**EXERCISE:**
With the first line as the start and the line containing "pub type NotificationId = OpaqueId;" as the end, write out every line of the records exactly.

#####

/// Notification model and wire normalization
use crate::error::{NotifyError, Result};
use chrono::{DateTime, NaiveDateTime, Utc};
use serde::{Deserialize, Deserializer, Serialize, Serializer};
use std::fmt;
use tracing::warn;

/// Opaque server-assigned identifier (numbers and strings both accepted).
/// Empty when the backend sent none.
#[derive(Debug, Clone, Default, PartialEq, Eq, Hash, PartialOrd, Ord)]
pub struct OpaqueId(String);

pub type NotificationId = OpaqueId;

impl OpaqueId {
    pub fn new(id: impl Into<String>) -> Self {
        Self(id.into())
    }

    pub fn as_str(&self) -> &str {
        &self.0
    }

    pub fn is_empty(&self) -> bool {
        self.0.is_empty()
    }
}

impl fmt::Display for OpaqueId {
    fn fmt(&self, f: &mut fmt::Formatter<'_>) -> fmt::Result {
        f.write_str(&self.0)
    }
}

impl From<&str> for OpaqueId {
    fn from(s: &str) -> Self {
        Self(s.to_string())
    }
}

impl From<u64> for OpaqueId {
    fn from(n: u64) -> Self {
        Self(n.to_string())
    }
}

impl Serialize for OpaqueId {
    fn serialize<S: Serializer>(&self, serializer: S) -> std::result::Result<S::Ok, S::Error> {
        serializer.serialize_str(&self.0)
    }
}

impl<'de> Deserialize<'de> for OpaqueId {
    fn deserialize<D: Deserializer<'de>>(deserializer: D) -> std::result::Result<Self, D::Error> {
        #[derive(Deserialize)]
        #[serde(untagged)]
        enum RawId {
            Signed(i64),
            Unsigned(u64),
            Text(String),
        }

        Ok(match Option::<RawId>::deserialize(deserializer)? {
            Some(RawId::Signed(n)) => Self(n.to_string()),
            Some(RawId::Unsigned(n)) => Self(n.to_string()),
            Some(RawId::Text(s)) => Self(s),
            None => Self::default(),
        })
    }
}

/// Notification category
#[derive(Debug, Clone, Copy, PartialEq, Eq, Default, Serialize, Deserialize)]
#[serde(rename_all = "lowercase")]
pub enum NotificationKind {
    Appointment,
    Payment,
    Chat,
    #[default]
    #[serde(other)]
    Other,
}

/// A normalized notification
#[derive(Debug, Clone, PartialEq, Serialize, Deserialize)]
#[serde(rename_all = "camelCase")]
pub struct Notification {
    pub id: NotificationId,
    pub title: String,
    pub message: String,
    #[serde(rename = "type")]
    pub kind: NotificationKind,
    pub sub_type: Option<String>,
    pub related_id: Option<OpaqueId>,
    pub is_read: bool,
    pub timestamp: DateTime<Utc>,
    pub metadata: Option<serde_json::Value>,
}

/// Notification as the backend sends it.
///
/// The REST listing uses snake_case with `metadata` as an encoded string;
/// push payloads use camelCase with `timestamp` and an object. Both land here.
#[derive(Debug, Clone, Deserialize)]
pub struct WireNotification {
    #[serde(default)]
    pub id: OpaqueId,
    #[serde(default)]
    pub title: Option<String>,
    #[serde(default)]
    pub message: Option<String>,
    #[serde(rename = "type", default)]
    pub kind: Option<NotificationKind>,
    #[serde(default, alias = "subType")]
    pub sub_type: Option<String>,
    #[serde(default, alias = "relatedId")]
    pub related_id: Option<OpaqueId>,
    #[serde(default, alias = "isRead")]
    pub is_read: Option<bool>,
    #[serde(default, alias = "createdAt", alias = "timestamp")]
    pub created_at: Option<String>,
    #[serde(default)]
    pub metadata: Option<serde_json::Value>,
}

impl WireNotification {
    /// Normalize a listing entry; a missing or unreadable timestamp is an error
    pub fn normalize(self) -> Result<Notification> {
        self.normalize_with_fallback(None)
    }

    /// Normalize, using `fallback` when the payload carries no usable timestamp
    pub fn normalize_with_fallback(self, fallback: Option<DateTime<Utc>>) -> Result<Notification> {
        let timestamp = match self.created_at.as_deref().and_then(parse_timestamp) {
            Some(ts) => ts,
            None => fallback.ok_or_else(|| {
                NotifyError::Protocol(format!(
                    "Notification {} has no valid created_at ({:?})",
                    self.id, self.created_at
                ))
            })?,
        };

        let metadata = decode_metadata(&self.id, self.metadata);

        Ok(Notification {
            id: self.id,
            title: self.title.unwrap_or_default(),
            message: self.message.unwrap_or_default(),
            kind: self.kind.unwrap_or_default(),
            sub_type: self.sub_type,
            related_id: self.related_id,
            is_read: self.is_read.unwrap_or(false),
            timestamp,
            metadata,
        })
    }
}

/// Parse an RFC 3339 timestamp, or a naive ISO one taken as UTC
pub fn parse_timestamp(raw: &str) -> Option<DateTime<Utc>> {
    if let Ok(ts) = DateTime::parse_from_rfc3339(raw) {
        return Some(ts.with_timezone(&Utc));
    }
    NaiveDateTime::parse_from_str(raw, "%Y-%m-%dT%H:%M:%S%.f")
        .or_else(|_| NaiveDateTime::parse_from_str(raw, "%Y-%m-%d %H:%M:%S%.f"))
        .ok()
        .map(|naive| naive.and_utc())
}

fn decode_metadata(id: &OpaqueId, raw: Option<serde_json::Value>) -> Option<serde_json::Value> {
    match raw? {
        serde_json::Value::Null => None,
        serde_json::Value::String(encoded) if encoded.is_empty() => None,
        serde_json::Value::String(encoded) => match serde_json::from_str(&encoded) {
            Ok(value) => Some(value),
            Err(e) => {
                warn!(notification = %id, "Dropping undecodable metadata: {}", e);
                None
            }
        },
        structured => Some(structured),
    }
}

/// Where a click on a notification leads
#[derive(Debug, Clone, PartialEq, Eq)]
pub enum NavigationTarget {
    Appointment(OpaqueId),
    Payment(OpaqueId),
    Chat(OpaqueId),
}

impl NavigationTarget {
    pub fn for_notification(notification: &Notification) -> Option<Self> {
        let related = notification.related_id.clone()?;
        match notification.kind {
            NotificationKind::Appointment => Some(Self::Appointment(related)),
            NotificationKind::Payment => Some(Self::Payment(related)),
            NotificationKind::Chat => Some(Self::Chat(related)),
            NotificationKind::Other => None,
        }
    }
}
/// Connection state machine for the push channel
///
/// Pure and socket-free: every input is a [`ConnectionEvent`], every side
/// effect is a [`ConnectionAction`] for the driver to carry out. The driver
/// in `manager.rs` feeds the machine one event at a time.
use crate::credential::CredentialSource;
use crate::push::protocol::{AuthFrame, LiveNotification, PushEvent};
use serde::{Deserialize, Serialize};
use std::sync::Arc;
use std::time::Duration;
use tracing::{debug, info, warn};

/// Connection state of the push channel
#[derive(Debug, Clone, Copy, PartialEq, Eq, Serialize, Deserialize)]
pub enum ConnectionState {
    /// No channel and nothing scheduled
    Closed,
    /// Channel is being opened
    Connecting,
    /// Channel is open and the AUTH frame was sent
    Open,
    /// Channel is gone, a reconnection timer is pending
    Reconnecting,
}

/// Inputs to the machine
#[derive(Debug, Clone, PartialEq)]
pub enum ConnectionEvent {
    Connect,
    ChannelOpened,
    FrameReceived(Vec<u8>),
    Closed,
    ErrorOccurred(String),
    ReconnectTimerFired,
    Shutdown,
}

/// Side effects requested by the machine
#[derive(Debug, Clone, PartialEq)]
pub enum ConnectionAction {
    OpenChannel { url: String },
    SendFrame(String),
    Deliver(LiveNotification),
    ScheduleReconnect(Duration),
    CancelReconnect,
    CloseChannel,
}

/// Counters kept across the lifetime of one machine
#[derive(Debug, Clone, Copy, Default, PartialEq, Eq, Serialize)]
pub struct ConnectionStats {
    pub open_attempts: u64,
    pub reconnects_scheduled: u64,
    pub frames_delivered: u64,
    pub frames_dropped: u64,
    pub credential_misses: u64,
    pub auth_acks: u64,
}

pub struct ConnectionMachine {
    user_id: String,
    url: String,
    reconnect_delay: Duration,
    credentials: Arc<dyn CredentialSource>,
    state: ConnectionState,
    pending_token: Option<String>,
    reconnect_pending: bool,
    shut_down: bool,
    authenticated: bool,
    next_seq: u64,
    stats: ConnectionStats,
}

impl ConnectionMachine {
    pub fn new(
        user_id: impl Into<String>,
        url: impl Into<String>,
        reconnect_delay: Duration,
        credentials: Arc<dyn CredentialSource>,
    ) -> Self {
        Self {
            user_id: user_id.into(),
            url: url.into(),
            reconnect_delay,
            credentials,
            state: ConnectionState::Closed,
            pending_token: None,
            reconnect_pending: false,
            shut_down: false,
            authenticated: false,
            next_seq: 0,
            stats: ConnectionStats::default(),
        }
    }

    pub fn state(&self) -> ConnectionState {
        self.state
    }

    pub fn stats(&self) -> ConnectionStats {
        self.stats
    }

    pub fn user_id(&self) -> &str {
        &self.user_id
    }

    pub fn is_shut_down(&self) -> bool {
        self.shut_down
    }

    pub fn is_authenticated(&self) -> bool {
        self.authenticated
    }

    /// Single dispatch path for every event
    pub fn handle(&mut self, event: ConnectionEvent) -> Vec<ConnectionAction> {
        // After an explicit shutdown nothing may reopen the channel.
        if self.shut_down {
            debug!(user = %self.user_id, ?event, "Ignoring event after shutdown");
            return Vec::new();
        }

        match event {
            ConnectionEvent::Connect => self.on_connect(),
            ConnectionEvent::ChannelOpened => self.on_channel_opened(),
            ConnectionEvent::FrameReceived(data) => self.on_frame(&data),
            ConnectionEvent::Closed => self.on_closed(),
            ConnectionEvent::ErrorOccurred(reason) => self.on_error(&reason),
            ConnectionEvent::ReconnectTimerFired => {
                self.reconnect_pending = false;
                self.state = ConnectionState::Closed;
                self.on_connect()
            }
            ConnectionEvent::Shutdown => self.on_shutdown(),
        }
    }

    fn on_connect(&mut self) -> Vec<ConnectionAction> {
        let mut actions = Vec::new();

        match self.state {
            ConnectionState::Connecting | ConnectionState::Open => {
                debug!(user = %self.user_id, state = ?self.state, "Connect ignored, channel already active");
                return actions;
            }
            ConnectionState::Reconnecting => {
                self.reconnect_pending = false;
                actions.push(ConnectionAction::CancelReconnect);
            }
            ConnectionState::Closed => {}
        }

        let Some(token) = self.credentials.credential() else {
            self.stats.credential_misses += 1;
            self.state = ConnectionState::Closed;
            warn!(user = %self.user_id, "Push authentication failed: no session token found");
            return actions;
        };

        self.stats.open_attempts += 1;
        self.state = ConnectionState::Connecting;
        self.pending_token = Some(token);
        debug!(user = %self.user_id, attempt = self.stats.open_attempts, "Opening push channel");
        actions.push(ConnectionAction::OpenChannel {
            url: self.url.clone(),
        });
        actions
    }

    fn on_channel_opened(&mut self) -> Vec<ConnectionAction> {
        if self.state != ConnectionState::Connecting {
            debug!(user = %self.user_id, state = ?self.state, "Unexpected channel-open");
            return Vec::new();
        }

        let Some(token) = self.pending_token.take() else {
            return self.on_error("channel opened without a pending credential");
        };

        match AuthFrame::new(token).to_text() {
            Ok(text) => {
                self.state = ConnectionState::Open;
                self.authenticated = false;
                info!(user = %self.user_id, "Push channel open, AUTH sent");
                vec![ConnectionAction::SendFrame(text)]
            }
            Err(e) => self.on_error(&format!("failed to serialize AUTH frame: {}", e)),
        }
    }

    fn on_frame(&mut self, data: &[u8]) -> Vec<ConnectionAction> {
        // Acks are recorded and still delivered like any decoded frame
        match PushEvent::from_bytes(data) {
            Ok(event) => {
                let payload = match event {
                    PushEvent::AuthAck(payload) => {
                        self.authenticated = true;
                        self.stats.auth_acks += 1;
                        debug!(user = %self.user_id, "Push channel authenticated");
                        payload
                    }
                    PushEvent::Payload(payload) => payload,
                };
                self.next_seq += 1;
                self.stats.frames_delivered += 1;
                vec![ConnectionAction::Deliver(LiveNotification::new(
                    self.next_seq,
                    payload,
                ))]
            }
            Err(e) => {
                self.stats.frames_dropped += 1;
                warn!(user = %self.user_id, "Dropping undecodable push frame: {}", e);
                Vec::new()
            }
        }
    }

    fn on_closed(&mut self) -> Vec<ConnectionAction> {
        if self.state == ConnectionState::Closed {
            debug!(user = %self.user_id, "Close event without an active channel");
            return Vec::new();
        }
        if self.reconnect_pending {
            debug!(user = %self.user_id, "Reconnect already scheduled");
            return Vec::new();
        }

        self.state = ConnectionState::Reconnecting;
        self.reconnect_pending = true;
        self.authenticated = false;
        self.pending_token = None;
        self.stats.reconnects_scheduled += 1;
        info!(
            user = %self.user_id,
            "Push channel closed, reconnecting in {:?}", self.reconnect_delay
        );
        vec![ConnectionAction::ScheduleReconnect(self.reconnect_delay)]
    }

    fn on_error(&mut self, reason: &str) -> Vec<ConnectionAction> {
        warn!(user = %self.user_id, "Push channel error: {}", reason);
        let mut actions = vec![ConnectionAction::CloseChannel];
        actions.extend(self.on_closed());
        actions
    }

    fn on_shutdown(&mut self) -> Vec<ConnectionAction> {
        // Order matters: stop reacting to close events, drop the timer, then close.
        self.shut_down = true;
        self.reconnect_pending = false;
        self.pending_token = None;
        self.state = ConnectionState::Closed;
        info!(user = %self.user_id, "Push channel shut down");
        vec![ConnectionAction::CancelReconnect, ConnectionAction::CloseChannel]
    }
}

#####

**TASK SOLUTION:**
/// Notification model and wire normalization
use crate::error::{NotifyError, Result};
use chrono::{DateTime, NaiveDateTime, Utc};
use serde::{Deserialize, Deserializer, Serialize, Serializer};
use std::fmt;
use tracing::warn;

/// Opaque server-assigned identifier (numbers and strings both accepted).
/// Empty when the backend sent none.
#[derive(Debug, Clone, Default, PartialEq, Eq, Hash, PartialOrd, Ord)]
pub struct OpaqueId(String);

pub type NotificationId = OpaqueId;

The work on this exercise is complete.